Flatt speaks at national healthcare convention
Ten years ago, John Flatt would have never thought he'd be a presenter at a national health care convention.
Then he was an industrial arts teacher. Now he's the school-to-work program coordinator at Detroit Lakes High School.
May 4-5 Flatt attended the national conference on Health Care Workforce Development in Arlington, Va. He sat in on a roundtable discussion and presented information on the school's connection to the health care community in Detroit Lakes.
"We have a strong partnership between education and health care providers," he said.
In 2003, a joint grant between the Minnesota Department of Health and Department of Education helped promote careers in health care. Last year, Flatt presented at a conference in Duluth also, because people were impressed with the model his advisory board developed to encourage students to have careers in health care.

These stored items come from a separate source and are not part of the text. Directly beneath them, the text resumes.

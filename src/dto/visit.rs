//! Requests and envelopes of the visitor-facing routes.

use serde::{Deserialize, Serialize};
use serde_with::skip_serializing_none;
use utoipa::{IntoParams, ToSchema};
use uuid::Uuid;
use validator::Validate;

use crate::{dto::validation::validate_pin, dto::view::ViewResponse, state::visit::VisitMode};

/// Visitor envelope returned by every visitor route.
#[skip_serializing_none]
#[derive(Debug, Clone, Serialize, ToSchema)]
pub struct VisitResponse {
    pub visitor_id: Uuid,
    pub mode: VisitMode,
    pub authenticated: bool,
    /// One-off confirmation of the action that produced this response.
    pub notice: Option<String>,
    pub view: ViewResponse,
}

impl VisitResponse {
    pub fn with_notice(mut self, notice: impl Into<String>) -> Self {
        self.notice = Some(notice.into());
        self
    }
}

/// Query string of `POST /visits`, carrying the PIN of a join link.
#[derive(Debug, Default, Deserialize, IntoParams, Validate)]
#[into_params(parameter_in = Query)]
pub struct JoinQuery {
    #[validate(length(max = 32))]
    pub pin: Option<String>,
}

/// Query string identifying the visitor of an SSE stream.
#[derive(Debug, Deserialize, IntoParams)]
#[into_params(parameter_in = Query)]
pub struct SseVisitorQuery {
    pub visitor: Uuid,
}

/// PIN path segment of the public session routes.
#[derive(Debug, Deserialize, IntoParams, Validate)]
#[into_params(parameter_in = Path)]
pub struct PinPath {
    /// Six digit session PIN.
    #[validate(custom(function = "validate_pin"))]
    pub pin: String,
}

#[derive(Debug, Deserialize, ToSchema, Validate)]
pub struct ModeRequest {
    pub mode: VisitMode,
}

#[derive(Debug, Deserialize, ToSchema, Validate)]
pub struct PinRequest {
    /// Blank clears the PIN.
    #[validate(length(max = 32))]
    pub pin: String,
}

#[derive(Debug, Deserialize, ToSchema, Validate)]
pub struct SubmitResponseRequest {
    #[validate(length(max = 1000))]
    pub response: String,
}

#[derive(Debug, Deserialize, ToSchema, Validate)]
pub struct LoginRequest {
    #[validate(length(max = 256))]
    pub password: String,
}

#[derive(Debug, Deserialize, ToSchema, Validate)]
pub struct ChangePasswordRequest {
    #[validate(length(max = 256))]
    pub current: String,
    #[validate(length(max = 256))]
    pub new: String,
    #[validate(length(max = 256))]
    pub confirm: String,
}

#[derive(Debug, Deserialize, ToSchema, Validate)]
pub struct CreateSessionRequest {
    #[validate(length(max = 1000))]
    pub question: String,
}

#[derive(Debug, Deserialize, ToSchema, Validate)]
pub struct AutoRefreshRequest {
    pub enabled: bool,
}

#[cfg(test)]
mod tests {
    use super::*;

    #[test]
    fn pin_path_requires_six_digits() {
        assert!(PinPath { pin: "123456".into() }.validate().is_ok());
        assert!(PinPath { pin: "12345".into() }.validate().is_err());
        assert!(PinPath { pin: "abcdef".into() }.validate().is_err());
    }

    #[test]
    fn overlong_response_is_rejected() {
        let request = SubmitResponseRequest {
            response: "x".repeat(1_001),
        };
        assert!(request.validate().is_err());
        assert!(
            SubmitResponseRequest {
                response: "Red".into()
            }
            .validate()
            .is_ok()
        );
    }

    #[test]
    fn mode_parses_snake_case() {
        let request: ModeRequest = serde_json::from_str(r#"{"mode":"moderate"}"#).unwrap();
        assert_eq!(request.mode, VisitMode::Moderate);
    }
}
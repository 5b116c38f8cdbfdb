//! Visit-scoped state: what one visitor is looking at and whether they are signed in as
//! moderator. Nothing here is persisted; contexts are lost on restart.

use std::time::{Duration, Instant};

use serde::{Deserialize, Serialize};
use utoipa::ToSchema;
use uuid::Uuid;

/// Identifier of a visitor context, resolved from the `X-Visitor-Id` header.
#[derive(Debug, Clone, Copy, PartialEq, Eq, Hash)]
pub struct VisitorId(pub Uuid);

/// Screen a visitor has selected. Exactly one is active at a time.
#[derive(Debug, Clone, Copy, PartialEq, Eq, Default, Serialize, Deserialize, ToSchema)]
#[serde(rename_all = "snake_case")]
pub enum VisitMode {
    /// Join a session by PIN and answer its question.
    #[default]
    Participate,
    /// Moderator screen creating a new session.
    Create,
    /// Moderator dashboard of the held session.
    Moderate,
}

impl VisitMode {
    /// Whether the mode is restricted to authenticated moderators.
    pub fn requires_moderator(self) -> bool {
        matches!(self, VisitMode::Create | VisitMode::Moderate)
    }
}

/// Moderator authentication of a single visitor.
#[derive(Debug, Clone, Copy, PartialEq, Eq, Default)]
pub enum AuthState {
    #[default]
    Unauthenticated,
    Authenticated,
}

/// Session currently watched by a moderator.
#[derive(Debug, Clone, PartialEq, Eq)]
pub struct ModeratedSession {
    pub session_id: Uuid,
    pub pin: String,
}

/// Per-visitor state threaded through the flow controller.
#[derive(Debug, Clone)]
pub struct VisitorContext {
    id: Uuid,
    mode: VisitMode,
    auth: AuthState,
    moderated: Option<ModeratedSession>,
    auto_refresh: bool,
    participant_pin: String,
    show_change_password: bool,
    last_seen: Instant,
}

impl VisitorContext {
    /// Fresh context in participate mode, optionally pre-filled from a join link.
    pub fn new(id: Uuid, join_pin: Option<&str>) -> Self {
        Self {
            id,
            mode: VisitMode::default(),
            auth: AuthState::default(),
            moderated: None,
            auto_refresh: true,
            participant_pin: join_pin.map(str::trim).unwrap_or_default().to_string(),
            show_change_password: false,
            last_seen: Instant::now(),
        }
    }

    pub fn id(&self) -> Uuid {
        self.id
    }

    /// Last time the context was read or updated.
    pub fn last_seen(&self) -> Instant {
        self.last_seen
    }

    pub fn touch(&mut self, now: Instant) {
        self.last_seen = now;
    }

    /// Whether the context went untouched for longer than `timeout` as of `now`.
    pub fn is_idle(&self, now: Instant, timeout: Duration) -> bool {
        now.saturating_duration_since(self.last_seen) > timeout
    }

    pub fn mode(&self) -> VisitMode {
        self.mode
    }

    pub fn select_mode(&mut self, mode: VisitMode) {
        self.mode = mode;
    }

    pub fn is_authenticated(&self) -> bool {
        self.auth == AuthState::Authenticated
    }

    pub fn authenticate(&mut self) {
        self.auth = AuthState::Authenticated;
    }

    /// Drop moderator rights. The held session reference goes with them.
    pub fn sign_out(&mut self) {
        self.auth = AuthState::Unauthenticated;
        self.moderated = None;
        self.show_change_password = false;
    }

    pub fn moderated(&self) -> Option<&ModeratedSession> {
        self.moderated.as_ref()
    }

    /// Hold a freshly created session and jump to the dashboard.
    pub fn start_moderating(&mut self, session_id: Uuid, pin: String) {
        self.moderated = Some(ModeratedSession { session_id, pin });
        self.mode = VisitMode::Moderate;
    }

    /// "End session": forget the held session and go back to the create screen. Stored
    /// data is untouched.
    pub fn end_moderation(&mut self) {
        self.moderated = None;
        self.mode = VisitMode::Create;
    }

    /// Forget a held session that no longer resolves, staying on the current screen.
    pub fn forget_session(&mut self) {
        self.moderated = None;
    }

    pub fn auto_refresh(&self) -> bool {
        self.auto_refresh
    }

    pub fn set_auto_refresh(&mut self, enabled: bool) {
        self.auto_refresh = enabled;
    }

    pub fn participant_pin(&self) -> &str {
        &self.participant_pin
    }

    pub fn set_participant_pin(&mut self, pin: &str) {
        self.participant_pin = pin.trim().to_string();
    }

    pub fn show_change_password(&self) -> bool {
        self.show_change_password
    }

    /// Flip the password-change form visibility, returning the new value.
    pub fn toggle_change_password(&mut self) -> bool {
        self.show_change_password = !self.show_change_password;
        self.show_change_password
    }

    pub fn hide_change_password(&mut self) {
        self.show_change_password = false;
    }
}

#[cfg(test)]
mod tests {
    use super::*;

    fn context() -> VisitorContext {
        VisitorContext::new(Uuid::new_v4(), None)
    }

    #[test]
    fn new_context_defaults_to_participation() {
        let ctx = context();
        assert_eq!(ctx.mode(), VisitMode::Participate);
        assert!(!ctx.is_authenticated());
        assert!(ctx.auto_refresh());
        assert!(ctx.moderated().is_none());
        assert_eq!(ctx.participant_pin(), "");
    }

    #[test]
    fn join_link_pin_is_seeded_trimmed() {
        let ctx = VisitorContext::new(Uuid::new_v4(), Some(" 123456 "));
        assert_eq!(ctx.participant_pin(), "123456");
    }

    #[test]
    fn moderation_lifecycle() {
        let mut ctx = context();
        ctx.authenticate();
        ctx.select_mode(VisitMode::Create);

        let session_id = Uuid::new_v4();
        ctx.start_moderating(session_id, "424242".into());
        assert_eq!(ctx.mode(), VisitMode::Moderate);
        assert_eq!(
            ctx.moderated(),
            Some(&ModeratedSession {
                session_id,
                pin: "424242".into()
            })
        );

        ctx.end_moderation();
        assert_eq!(ctx.mode(), VisitMode::Create);
        assert!(ctx.moderated().is_none());
        assert!(ctx.is_authenticated());
    }

    #[test]
    fn sign_out_drops_held_session() {
        let mut ctx = context();
        ctx.authenticate();
        ctx.start_moderating(Uuid::new_v4(), "111111".into());
        ctx.toggle_change_password();

        ctx.sign_out();
        assert!(!ctx.is_authenticated());
        assert!(ctx.moderated().is_none());
        assert!(!ctx.show_change_password());
    }

    #[test]
    fn change_password_form_toggles() {
        let mut ctx = context();
        assert!(ctx.toggle_change_password());
        assert!(!ctx.toggle_change_password());
        ctx.toggle_change_password();
        ctx.hide_change_password();
        assert!(!ctx.show_change_password());
    }

    #[test]
    fn idleness_is_measured_from_the_last_touch() {
        let mut ctx = context();
        let timeout = Duration::from_secs(60);
        let later = ctx.last_seen() + Duration::from_secs(61);
        assert!(!ctx.is_idle(ctx.last_seen(), timeout));
        assert!(ctx.is_idle(later, timeout));

        ctx.touch(later);
        assert!(!ctx.is_idle(later + Duration::from_secs(30), timeout));
    }

    #[test]
    fn only_moderator_modes_require_auth() {
        assert!(!VisitMode::Participate.requires_moderator());
        assert!(VisitMode::Create.requires_moderator());
        assert!(VisitMode::Moderate.requires_moderator());
    }
}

Those on his advisory board include Jean Evans, St. Mary's Regional Health Center; Deb Haagenson, formerly of MeritCare; Linda Walz, Dakota Clinic; Jennifer Klabunde, Emmanuel Community; Kathy Burlingame and Dawn Mallory, both of Minnesota State Community and Technical College, and Ronda Stock, Becker County Community Health director.
Flatt also works with Vicki Johnson, health occupations teacher at DLHS.
"That's what's unique, we have teachers involved from every level," he said.
Although there is an advisory board, Flatt said the model would have never worked without the support of the community and all the health care providers in town.
Businesses such as Emmanuel Community, St. Mary's Regional Health Center and Dakota and MeritCare clinics have provided many students with job shadowing opportunities.
Not that Flatt only pushes health care careers through his school-to-work program.
"We want students to find their natural interests and abilities, not just in health care," he said.
With a major health care shortage due to retirements on the horizon, Flatt said, the advisory board formed to make that partnership with the schools.
"It's a big issue in our community, as well as in rural Minnesota," he said.
Each year, about 15 to 20 DLHS students show an interest in a health care-related field, he said.
As for his time in Virginia, Flatt said he had the opportunity to get a nationwide view of health care versus just Minnesota statistics.
"It was a very rewarding experience," he said.